Lifeline (1959) Interview : “Mars and
Venus speak to Earth.”
Lifeline was a medical interview
program made by the BBC and produced by Hugh Burnett during 1957 to
1959. In “Mars and Venus speak to Earth” the interviewer has
George King, a taxi driver who founded the Aetherius Society describe
being contacted by “The Space people”, plays a recording of his
mothers description of a “flying saucer” and demonstrate a
“trance” in which Mr King in a monotone voice contacts a space
person “Aetherius from Venus” to deliver a message, which may have been a part of George King's motivation in appearing on the show.
The programme then has an Astronomer
“Dewhirst” present his perspective on the abnormal account and
then a Jungian psychiatrist interprete symbolically the significance
of Mr Kings abnormal account. The program functions as part of a
dominant discourse of Science that phenomena can be investigated
rationally and explained using Science.
There are a number of power relationships evident
in the medical interview program, Mr King is exposed to public
scrutiny and compelled to provide evidence for his world view while
the psychiatrists remain anonymous due to category entitlements of
their profession and subject his account to the Scientific Discourse
of Astronomy and Psychiatry circa 1959. He is treated as an object of
enquiry, made very much part of an outgroup, with the dominant
ingroup being the scientists.
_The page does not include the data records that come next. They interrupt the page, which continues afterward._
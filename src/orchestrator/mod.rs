//! Application-level orchestration.
//!
//! The controller owns the wizard, runs one computation at a time on its behalf
//! and emits events for presentation layers. Post-processing assembles the
//! final session report once pricing has finished.

mod controller;
mod post_process;

pub(crate) use controller::{run_controller, ControllerOptions, UiCommand};
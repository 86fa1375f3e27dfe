use reqwest::StatusCode;
use thiserror::Error;

#[derive(Debug, Error)]
pub enum ClientError {
    #[error("invalid api base url '{url}': {source}")]
    InvalidBaseUrl {
        url: String,
        source: url::ParseError,
    },
    #[error("unsupported api base url scheme '{scheme}' (expected http or https)")]
    UnsupportedScheme { scheme: String },
    #[error("failed to reach {endpoint}: {source}")]
    Transport {
        endpoint: String,
        source: reqwest::Error,
    },
    #[error("{endpoint} returned {status}: {body}")]
    Rejected {
        endpoint: String,
        status: StatusCode,
        body: String,
    },
    #[error("malformed response from {endpoint}: {source}")]
    Decode {
        endpoint: String,
        source: serde_json::Error,
    },
}

impl ClientError {
    pub fn status(&self) -> Option<StatusCode> {
        match self {
            ClientError::Rejected { status, .. } => Some(*status),
            _ => None,
        }
    }

    pub fn is_transport(&self) -> bool {
        matches!(self, ClientError::Transport { .. })
    }
}
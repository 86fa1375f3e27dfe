pub mod dates;
pub mod domain;
pub mod error;
pub mod protocol;
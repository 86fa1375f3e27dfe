use std::path::PathBuf;

mod backend_bridge;
mod config;
mod controller;
mod ui;

use clap::Parser;
use crossbeam_channel::bounded;
use eframe::egui;
use tracing_subscriber::EnvFilter;

use backend_bridge::commands::BackendCommand;
use controller::events::UiEvent;

#[derive(Parser, Debug)]
#[command(name = "bookshelf", about = "Manage a remote book catalog")]
struct Args {
    /// Config file to read instead of the discovered one.
    #[arg(long)]
    config: Option<PathBuf>,
    /// Base URL of the catalog API, e.g. http://localhost:8000/api
    #[arg(long)]
    api_url: Option<String>,
    #[arg(long)]
    items_per_page: Option<usize>,
}

fn main() -> eframe::Result<()> {
    let args = Args::parse();
    let (mut settings, notes) = config::load_settings(args.config.as_deref());

    let filter = EnvFilter::try_from_default_env()
        .unwrap_or_else(|_| EnvFilter::new(&settings.log_filter));
    tracing_subscriber::fmt().with_env_filter(filter).init();
    for note in notes {
        tracing::warn!("{note}");
    }
    settings.apply_overrides(args.api_url, args.items_per_page);
    tracing::info!(
        api_base_url = %settings.api_base_url,
        items_per_page = settings.items_per_page,
        "starting bookshelf"
    );

    let (cmd_tx, cmd_rx) = bounded::<BackendCommand>(256);
    let (ui_tx, ui_rx) = bounded::<UiEvent>(2048);
    backend_bridge::runtime::launch(settings.api_base_url.clone(), cmd_rx, ui_tx);

    let options = eframe::NativeOptions {
        viewport: egui::ViewportBuilder::default()
            .with_title("Book Manager")
            .with_inner_size([1100.0, 720.0])
            .with_min_inner_size([760.0, 480.0]),
        ..Default::default()
    };
    eframe::run_native(
        "Book Manager",
        options,
        Box::new(move |_cc| Ok(Box::new(ui::BookshelfApp::new(cmd_tx, ui_rx, &settings)))),
    )
}
//! UI layer for the desktop GUI: app shell, entry form, and paginated book list.

pub mod app;
pub mod form;
pub mod list;

pub use app::BookshelfApp;
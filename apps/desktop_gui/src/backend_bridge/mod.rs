//! Bridge between the UI thread and the backend worker that owns the network client.

pub mod commands;
pub mod runtime;
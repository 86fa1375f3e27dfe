//! Command orchestration helpers from UI actions to backend command queue.

use crossbeam_channel::{Sender, TrySendError};

use crate::backend_bridge::commands::BackendCommand;

/// Queues a command for the backend worker. Returns `false` (and explains why
/// in `status`) when the command could not be queued.
pub fn dispatch_backend_command(
    cmd_tx: &Sender<BackendCommand>,
    cmd: BackendCommand,
    status: &mut String,
) -> bool {
    let cmd_name = cmd.name();
    match cmd_tx.try_send(cmd) {
        Ok(()) => {
            tracing::debug!(command = cmd_name, "queued ui->backend command");
            true
        }
        Err(TrySendError::Full(_)) => {
            *status = "UI command queue is full; please retry".to_string();
            tracing::warn!(command = cmd_name, "ui->backend command queue is full");
            false
        }
        Err(TrySendError::Disconnected(_)) => {
            *status =
                "Backend worker disconnected (possible startup/runtime failure); restart the app"
                    .to_string();
            tracing::error!(command = cmd_name, "ui->backend command queue disconnected");
            false
        }
    }
}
Part of this scientific discourse is
the value of impartiality, thus Mr King is invited to provide a
trance, which I would argue is form of display in the spiritualist
tradition, he speaks in a monotone, the intonation is supposed to
convey otherwordliness and tries to evoke the transmitted entity as
being superior and benevolvent, Aetherius refers to the interviewer
as “my friend”. The interviewer questions Mr King as the
transmitted intelligence Aetherius, asks him “ Where are you
speaking from now?” around 17 minutes, 47 seconds into the program
(I, 17:47), Mr Kings reply as Aetherius is “I am sorry my dear
friend, I cannot answer that question for you”. Mr King is invoking
a resistance discourse, the Scientific fallibility discourse, that
Science does not know everything and thus there are limits to the
human ability to account for abnormal experience. This counter
discourse is apparent in Mr Kings attempt to account for the
construction of “flying saucers” indicating that they are made of
an “organic metal” around 7 minutes 22 seconds and that it has a
“living cellular structure”.
The topic flow of the interview is
controlled by the interviewer, with the interviewer making
interrogations, repeating the points he wants to make . Cohesion is
maintained in Mr Kings account by anaphoric reference using “it's”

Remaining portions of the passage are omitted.